(Records excerpted from a collection)
//! Route table and dispatch.

use crate::{
    context::Context,
    http::{response::Handled, types::Method},
    routing::{
        matcher::match_path,
        middleware::{Chain, Flow, Middleware},
    },
};
use std::{fmt, sync::Arc};

/// Produces the response for a matched route.
///
/// Any `Fn(&mut Context) -> Handled` is a handler. Closures need the
/// argument type spelled out so the borrow is inferred correctly:
/// ```
/// use ristretto::{Context, Router};
///
/// let mut router = Router::new();
/// router.get("/users/:id", |ctx: &mut Context| {
///     let id = ctx.param("id").unwrap_or_default().to_owned();
///     ctx.send_text(&id)
/// });
/// ```
pub trait Handler: Send + Sync + 'static {
    fn handle(&self, ctx: &mut Context) -> Handled;
}

impl<F> Handler for F
where
    F: Fn(&mut Context) -> Handled + Send + Sync + 'static,
{
    #[inline]
    fn handle(&self, ctx: &mut Context) -> Handled {
        self(ctx)
    }
}

struct Endpoint {
    method: Method,
    template: String,
    handler: Arc<dyn Handler>,
    chain: Chain,
}

/// Ordered route table with global middleware.
///
/// Endpoints are tried in registration order and the first one whose
/// template matches the path decides the outcome: its handler runs when the
/// method agrees, otherwise the request gets `405` (or the synthesized
/// `OPTIONS` reply). A later endpoint on the same path with another method is
/// therefore never reached; register one endpoint per path and branch on
/// [`Context::method`] when several methods share it. Registration happens
/// before the server starts, after that the router is shared read-only
/// between workers.
///
/// # Examples
/// ```
/// use ristretto::{Context, Flow, Router};
///
/// let mut router = Router::new();
/// router
///     .middleware(|ctx: &mut Context| {
///         ctx.set_header("X-Served-By", "ristretto");
///         Flow::Continue
///     })
///     .get("/", |ctx: &mut Context| ctx.send_text("Hello, World!"))
///     .post("/echo", |ctx: &mut Context| {
///         let body = ctx.body().as_text().unwrap_or_default().to_owned();
///         ctx.send_text(&body)
///     });
///
/// let mut api = router.group("/api");
/// api.get("/status", |ctx: &mut Context| ctx.send_text("ok"));
///
/// assert_eq!(router.allow("/").to_string(), "GET, HEAD, OPTIONS");
/// assert_eq!(router.allow("/api/status").to_string(), "GET, HEAD, OPTIONS");
/// ```
#[derive(Default)]
pub struct Router {
    global: Chain,
    endpoints: Vec<Endpoint>,
}

impl Router {
    #[inline]
    pub fn new() -> Self {
        Self::default()
    }

    /// Adds a middleware run before every endpoint, in registration order.
    pub fn middleware<M: Middleware>(&mut self, middleware: M) -> &mut Self {
        self.global.push(middleware);
        self
    }

    pub fn route<H: Handler>(&mut self, method: Method, path: &str, handler: H) -> &mut Self {
        self.route_with(method, path, handler, Chain::new())
    }

    /// Registers an endpoint with its own middleware, run after the global chain.
    pub fn route_with<H: Handler>(
        &mut self,
        method: Method,
        path: &str,
        handler: H,
        chain: Chain,
    ) -> &mut Self {
        let template = match path.starts_with('/') {
            true => path.to_owned(),
            false => format!("/{path}"),
        };

        tracing::debug!(%method, path = template.as_str(), "route registered");
        self.endpoints.push(Endpoint {
            method,
            template,
            handler: Arc::new(handler),
            chain,
        });
        self
    }

    #[inline]
    pub fn get<H: Handler>(&mut self, path: &str, handler: H) -> &mut Self {
        self.route(Method::Get, path, handler)
    }

    #[inline]
    pub fn post<H: Handler>(&mut self, path: &str, handler: H) -> &mut Self {
        self.route(Method::Post, path, handler)
    }

    #[inline]
    pub fn put<H: Handler>(&mut self, path: &str, handler: H) -> &mut Self {
        self.route(Method::Put, path, handler)
    }

    #[inline]
    pub fn patch<H: Handler>(&mut self, path: &str, handler: H) -> &mut Self {
        self.route(Method::Patch, path, handler)
    }

    #[inline]
    pub fn delete<H: Handler>(&mut self, path: &str, handler: H) -> &mut Self {
        self.route(Method::Delete, path, handler)
    }

    /// Opens a group of endpoints sharing a path prefix and middleware.
    pub fn group(&mut self, root: &str) -> Group<'_> {
        Group {
            router: self,
            root: root.trim_end_matches('/').to_owned(),
            chain: Chain::new(),
        }
    }

    /// Methods of every endpoint whose template matches `target`, so
    /// `/users/:id` contributes to `/users/7` alongside any literal
    /// `/users/7` route.
    ///
    /// Registration order, without duplicates; `HEAD` follows when `GET` is
    /// present and `OPTIONS` is always last.
    pub fn allow(&self, target: &str) -> Allow {
        let mut methods = Vec::new();

        for endpoint in &self.endpoints {
            if endpoint.method != Method::Options
                && !methods.contains(&endpoint.method)
                && match_path(&endpoint.template, target).is_some()
            {
                methods.push(endpoint.method);
            }
        }

        if methods.contains(&Method::Get) && !methods.contains(&Method::Head) {
            methods.push(Method::Head);
        }
        methods.push(Method::Options);

        Allow(methods)
    }

    #[inline]
    pub fn len(&self) -> usize {
        self.endpoints.len()
    }

    #[inline]
    pub fn is_empty(&self) -> bool {
        self.endpoints.is_empty()
    }
}

/// Outcome of routing one request.
#[derive(Debug)]
pub(crate) enum Dispatch {
    Handled,
    Options(Allow),
    MethodNotAllowed(Allow),
    NotFound,
}

impl Router {
    // The first endpoint whose template matches decides, unless it is a `GET`
    // answering a `HEAD`: that one runs and the scan goes on, so a `HEAD` may
    // run several `GET` handlers. Only the first response reaches the wire
    // since a sent response ignores further changes.
    pub(crate) fn dispatch(&self, ctx: &mut Context) -> Dispatch {
        let method = ctx.method();
        let mut head_ran = false;

        for endpoint in &self.endpoints {
            let Some(params) = match_path(&endpoint.template, ctx.request().target()) else {
                continue;
            };

            if endpoint.method == method {
                ctx.request_mut().set_params(params);
                let _ = self.run(endpoint, ctx);
                return Dispatch::Handled;
            }

            if method == Method::Head && endpoint.method == Method::Get {
                ctx.request_mut().set_params(params);
                ctx.request_mut().clear_body();
                let _ = self.run(endpoint, ctx);
                head_ran = true;
                continue;
            }

            let allow = self.allow(ctx.request().target());
            return match method {
                Method::Options => Dispatch::Options(allow),
                _ => Dispatch::MethodNotAllowed(allow),
            };
        }

        match head_ran {
            true => Dispatch::Handled,
            false => Dispatch::NotFound,
        }
    }

    fn run(&self, endpoint: &Endpoint, ctx: &mut Context) -> Handled {
        for middleware in self.global.iter().chain(endpoint.chain.iter()) {
            if let Flow::Stop(handled) = middleware.process(ctx) {
                return handled;
            }
        }

        endpoint.handler.handle(ctx)
    }
}

impl fmt::Debug for Router {
    fn fmt(&self, f: &mut fmt::Formatter<'_>) -> fmt::Result {
        let mut list = f.debug_list();
        for endpoint in &self.endpoints {
            list.entry(&format!("{} {}", endpoint.method, endpoint.template));
        }
        list.finish()
    }
}

/// Endpoints registered under a common prefix.
///
/// Group middleware applies to endpoints registered after it, and runs
/// after the router's global middleware.
pub struct Group<'a> {
    router: &'a mut Router,
    root: String,
    chain: Chain,
}

impl Group<'_> {
    pub fn middleware<M: Middleware>(&mut self, middleware: M) -> &mut Self {
        self.chain.push(middleware);
        self
    }

    pub fn route<H: Handler>(&mut self, method: Method, path: &str, handler: H) -> &mut Self {
        self.route_with(method, path, handler, Chain::new())
    }

    pub fn route_with<H: Handler>(
        &mut self,
        method: Method,
        path: &str,
        handler: H,
        chain: Chain,
    ) -> &mut Self {
        let path = format!("{}/{}", self.root, path.trim_start_matches('/'));
        let chain = self.chain.joined(&chain);

        self.router.route_with(method, &path, handler, chain);
        self
    }

    #[inline]
    pub fn get<H: Handler>(&mut self, path: &str, handler: H) -> &mut Self {
        self.route(Method::Get, path, handler)
    }

    #[inline]
    pub fn post<H: Handler>(&mut self, path: &str, handler: H) -> &mut Self {
        self.route(Method::Post, path, handler)
    }

    #[inline]
    pub fn put<H: Handler>(&mut self, path: &str, handler: H) -> &mut Self {
        self.route(Method::Put, path, handler)
    }

    #[inline]
    pub fn patch<H: Handler>(&mut self, path: &str, handler: H) -> &mut Self {
        self.route(Method::Patch, path, handler)
    }

    #[inline]
    pub fn delete<H: Handler>(&mut self, path: &str, handler: H) -> &mut Self {
        self.route(Method::Delete, path, handler)
    }
}

/// Methods allowed for a path, as sent in the `Allow` header.
#[derive(Debug, Clone, PartialEq, Eq)]
pub struct Allow(Vec<Method>);

impl Allow {
    #[inline]
    pub fn contains(&self, method: Method) -> bool {
        self.0.contains(&method)
    }

    #[inline]
    pub fn methods(&self) -> &[Method] {
        &self.0
    }
}

impl fmt::Display for Allow {
    fn fmt(&self, f: &mut fmt::Formatter<'_>) -> fmt::Result {
        for (i, method) in self.0.iter().enumerate() {
            if i > 0 {
                f.write_str(", ")?;
            }
            f.write_str(method.as_str())?;
        }
        Ok(())
    }
}
//! Per-request handler context.

use crate::{
    errors::ErrorKind,
    http::{
        request::{Body, Request},
        response::{Handled, Response},
        types::{Method, StatusCode},
    },
    limits::RespLimits,
    query::{self, Query, QueryMap},
};
use serde::Serialize;
use std::{any::Any, collections::HashMap, str::FromStr};

/// Everything a middleware or handler sees for one request: the request,
/// the response being built, decoded query parameters, and typed values
/// shared along the pipeline.
///
/// A context lives for exactly one request/response cycle.
pub struct Context {
    request: Request,
    response: Response,
    query: QueryMap,
    data: HashMap<String, Box<dyn Any + Send + Sync>>,
}

impl Context {
    /// Builds the context, decoding the query string.
    pub(crate) fn new(
        request: Request,
        limits: &RespLimits,
        buffer: Vec<u8>,
        query_parts: usize,
    ) -> Result<Self, ErrorKind> {
        let query = match request.query().map(|raw| Query::parse(raw.as_bytes(), query_parts)) {
            Some(Ok(map)) => map,
            Some(Err(query::Error::Empty)) | None => QueryMap::default(),
            Some(Err(err)) => return Err(err.into()),
        };

        let mut response = Response::with_buffer(limits, buffer);
        response.head_only(request.method() == Method::Head);
        if !request.is_keep_alive() {
            response.close();
        }

        Ok(Self {
            request,
            response,
            query,
            data: HashMap::new(),
        })
    }

    #[inline(always)]
    pub(crate) fn request_mut(&mut self) -> &mut Request {
        &mut self.request
    }

    #[inline(always)]
    pub(crate) fn into_response(self) -> Response {
        self.response
    }
}

// Request access
impl Context {
    #[inline(always)]
    pub fn request(&self) -> &Request {
        &self.request
    }

    #[inline(always)]
    pub fn method(&self) -> Method {
        self.request.method()
    }

    /// Request path without the query string.
    #[inline(always)]
    pub fn path(&self) -> &str {
        self.request.path()
    }

    #[inline(always)]
    pub fn header(&self, name: &str) -> Option<&str> {
        self.request.header(name)
    }

    #[inline(always)]
    pub fn body(&self) -> &Body {
        self.request.body()
    }

    /// Value bound by a `:name` segment of the matched route.
    #[inline(always)]
    pub fn param(&self, name: &str) -> Option<&str> {
        self.request.param(name)
    }

    /// Decoded query value; a key without `=` yields `""`.
    #[inline(always)]
    pub fn query(&self, key: &str) -> Option<&str> {
        self.query.get(key)
    }

    /// Parses a query value, `None` if it is missing or does not parse.
    ///
    /// ```
    /// # use ristretto::{Context, Handled};
    /// fn page(ctx: &mut Context) -> Handled {
    ///     let page: u32 = ctx.query_parse("page").unwrap_or(1);
    ///     let ratio: f64 = ctx.query_parse("ratio").unwrap_or(0.5);
    ///     ctx.send_text(&format!("{page} {ratio}"))
    /// }
    /// ```
    #[inline]
    pub fn query_parse<T: FromStr>(&self, key: &str) -> Option<T> {
        self.query.get(key)?.parse().ok()
    }

    #[inline(always)]
    pub fn query_map(&self) -> &QueryMap {
        &self.query
    }
}

// Shared data
impl Context {
    /// Stores a value for later middleware or the handler, replacing any
    /// previous value under the same key.
    pub fn set_data<T: Any + Send + Sync>(&mut self, key: &str, value: T) {
        self.data.insert(key.to_owned(), Box::new(value));
    }

    /// Returns the value under `key` if it exists and has type `T`.
    pub fn data<T: Any + Send + Sync>(&self, key: &str) -> Option<&T> {
        self.data.get(key)?.downcast_ref()
    }

    pub fn data_mut<T: Any + Send + Sync>(&mut self, key: &str) -> Option<&mut T> {
        self.data.get_mut(key)?.downcast_mut()
    }

    /// Removes and returns the value under `key` if it has type `T`.
    ///
    /// A value of another type is left in place.
    pub fn take_data<T: Any + Send + Sync>(&mut self, key: &str) -> Option<T> {
        if !self.data.get(key)?.is::<T>() {
            return None;
        }

        self.data
            .remove(key)?
            .downcast()
            .ok()
            .map(|boxed: Box<T>| *boxed)
    }
}

// Response building
impl Context {
    #[inline(always)]
    pub fn response(&self) -> &Response {
        &self.response
    }

    #[inline]
    pub fn status(&mut self, status: StatusCode) -> &mut Self {
        self.response.status(status);
        self
    }

    /// See [`Response::set_header`].
    #[inline]
    pub fn set_header<V: ToString>(&mut self, name: &str, value: V) -> &mut Self {
        self.response.set_header(name, value);
        self
    }

    /// Closes the connection after this response.
    #[inline]
    pub fn close(&mut self) -> &mut Self {
        self.response.close();
        self
    }

    #[inline(always)]
    pub fn is_sent(&self) -> bool {
        self.response.is_sent()
    }

    /// Sends a `text/plain` body with the current status.
    #[inline]
    pub fn send_text(&mut self, text: &str) -> Handled {
        self.response.finish(Some("text/plain"), text.as_bytes())
    }

    /// Sends raw bytes with the given content type.
    #[inline]
    pub fn send_bytes(&mut self, content_type: &str, body: &[u8]) -> Handled {
        self.response.finish(Some(content_type), body)
    }

    /// Sends an empty body.
    #[inline]
    pub fn send_empty(&mut self) -> Handled {
        self.response.finish(None, b"")
    }

    /// Serializes `value` as the `application/json` body.
    ///
    /// A value that fails to serialize is answered with a 500 error instead.
    pub fn send_json<T: Serialize + ?Sized>(&mut self, value: &T) -> Handled {
        match serde_json::to_vec(value) {
            Ok(body) => self.response.finish(Some("application/json"), &body),
            Err(err) => {
                tracing::error!(error = %err, "failed to serialize response body");
                self.send_error(StatusCode::InternalServerError, "Internal Server Error")
            }
        }
    }

    /// Sends `{"error": message}` with the given status.
    pub fn send_error(&mut self, status: StatusCode, message: &str) -> Handled {
        let body = serde_json::json!({ "error": message }).to_string();

        self.response.status(status);
        self.response.finish(Some("application/json"), body.as_bytes())
    }
}

#[cfg(test)]
mod tests {
    use super::*;
    use crate::tools::*;
    use serde_json::{json, Value};

    #[test]
    fn query_values() {
        let ctx = context("GET /search?q=hello+world&n=5&ratio=0.25&flag&email=test%40example.com HTTP/1.1\r\n\r\n");

        assert_eq!(ctx.query("q"), Some("hello world"));
        assert_eq!(ctx.query("email"), Some("test@example.com"));
        assert_eq!(ctx.query("flag"), Some(""));
        assert_eq!(ctx.query("missing"), None);

        assert_eq!(ctx.query_parse::<i64>("n"), Some(5));
        assert_eq!(ctx.query_parse::<f64>("ratio"), Some(0.25));
        assert_eq!(ctx.query_parse::<i64>("q"), None);
        assert_eq!(ctx.query_parse::<i64>("missing"), None);
        assert_eq!(ctx.path(), "/search");
    }

    #[test]
    fn query_limit() {
        let request = request("GET /?a&b&c HTTP/1.1\r\n\r\n");
        let result = Context::new(request, &RespLimits::default(), Vec::new(), 2);

        assert!(matches!(
            result,
            Err(ErrorKind::Query(crate::query::Error::OverLimit(2)))
        ));
    }

    #[test]
    fn data_store() {
        let mut ctx = context("GET / HTTP/1.1\r\n\r\n");

        ctx.set_data("user", String::from("ann"));
        ctx.set_data("user", String::from("bob"));
        ctx.set_data("count", 3_u32);

        assert_eq!(ctx.data::<String>("user").map(String::as_str), Some("bob"));
        assert_eq!(ctx.data::<u64>("count"), None);
        *ctx.data_mut::<u32>("count").unwrap() += 1;
        assert_eq!(ctx.data::<u32>("count"), Some(&4));

        assert_eq!(ctx.take_data::<u64>("count"), None);
        assert_eq!(ctx.take_data::<u32>("count"), Some(4));
        assert_eq!(ctx.data::<u32>("count"), None);
    }

    #[test]
    fn send_text_defaults() {
        let mut ctx = context("GET / HTTP/1.1\r\n\r\n");
        let _ = ctx.send_text("Hello, World!");

        let text = str_op(ctx.response().buffer());
        assert!(text.starts_with("HTTP/1.1 200 OK\r\n"));
        assert!(text.contains("Content-Type: text/plain\r\n"));
        assert!(text.ends_with("Connection: keep-alive\r\n\r\nHello, World!"));
    }

    #[test]
    fn send_bytes_content_type() {
        let mut ctx = context("GET /logo HTTP/1.1\r\n\r\n");
        let _ = ctx.send_bytes("image/svg+xml", b"<svg/>");

        let (head, body) = split_response(ctx.response().buffer());
        assert!(head.contains("Content-Type: image/svg+xml\r\n"));
        assert!(head.contains("Content-Length: 6\r\n"));
        assert!(!head.contains("text/plain"));
        assert_eq!(body, "<svg/>");
    }

    #[test]
    fn send_json_body() {
        let mut ctx = context("GET / HTTP/1.1\r\n\r\n");
        let _ = ctx.status(StatusCode::Created).send_json(&json!({"id": 7}));

        let (head, body) = split_response(ctx.response().buffer());
        assert!(head.starts_with("HTTP/1.1 201 Created\r\n"));
        assert!(head.contains("Content-Type: application/json\r\n"));
        assert_eq!(serde_json::from_str::<Value>(body).unwrap(), json!({"id": 7}));
    }

    #[test]
    fn send_json_failure_is_500() {
        use std::collections::BTreeMap;

        // JSON object keys must be strings
        let mut bad = BTreeMap::new();
        bad.insert(vec![1_u8], 1);

        let mut ctx = context("GET / HTTP/1.1\r\n\r\n");
        let _ = ctx.send_json(&bad);

        let (head, body) = split_response(ctx.response().buffer());
        assert!(head.starts_with("HTTP/1.1 500 Internal Server Error\r\n"));
        assert_eq!(
            serde_json::from_str::<Value>(body).unwrap(),
            json!({"error": "Internal Server Error"})
        );
    }

    #[test]
    fn send_error_body() {
        let mut ctx = context("GET / HTTP/1.1\r\n\r\n");
        let _ = ctx.send_error(StatusCode::Unauthorized, "no \"token\"");

        let (head, body) = split_response(ctx.response().buffer());
        assert!(head.starts_with("HTTP/1.1 401 Unauthorized\r\n"));
        assert_eq!(
            serde_json::from_str::<Value>(body).unwrap(),
            json!({"error": "no \"token\""})
        );
    }

    #[test]
    fn http10_closes_by_default() {
        let mut ctx = context("GET / HTTP/1.0\r\n\r\n");
        let _ = ctx.send_text("x");

        assert!(!ctx.response().is_keep_alive());
        assert!(str_op(ctx.response().buffer()).contains("Connection: close\r\n"));
    }

    #[test]
    fn head_has_no_body() {
        let mut ctx = context("HEAD / HTTP/1.1\r\n\r\n");
        let _ = ctx.send_text("body");

        let text = str_op(ctx.response().buffer());
        assert!(text.contains("Content-Length: 4\r\n"));
        assert!(text.ends_with("\r\n\r\n"));
    }
}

YOUR ASSIGNMENT. When you reach the line that contains "Closures need the", stop; that line and every line before it, from the very first line of the data, should be restated word for word.

OUTPUT FOR THIS EXERCISE.
//! Route table and dispatch.

use crate::{
    context::Context,
    http::{response::Handled, types::Method},
    routing::{
        matcher::match_path,
        middleware::{Chain, Flow, Middleware},
    },
};
use std::{fmt, sync::Arc};

/// Produces the response for a matched route.
///
/// Any `Fn(&mut Context) -> Handled` is a handler. Closures need the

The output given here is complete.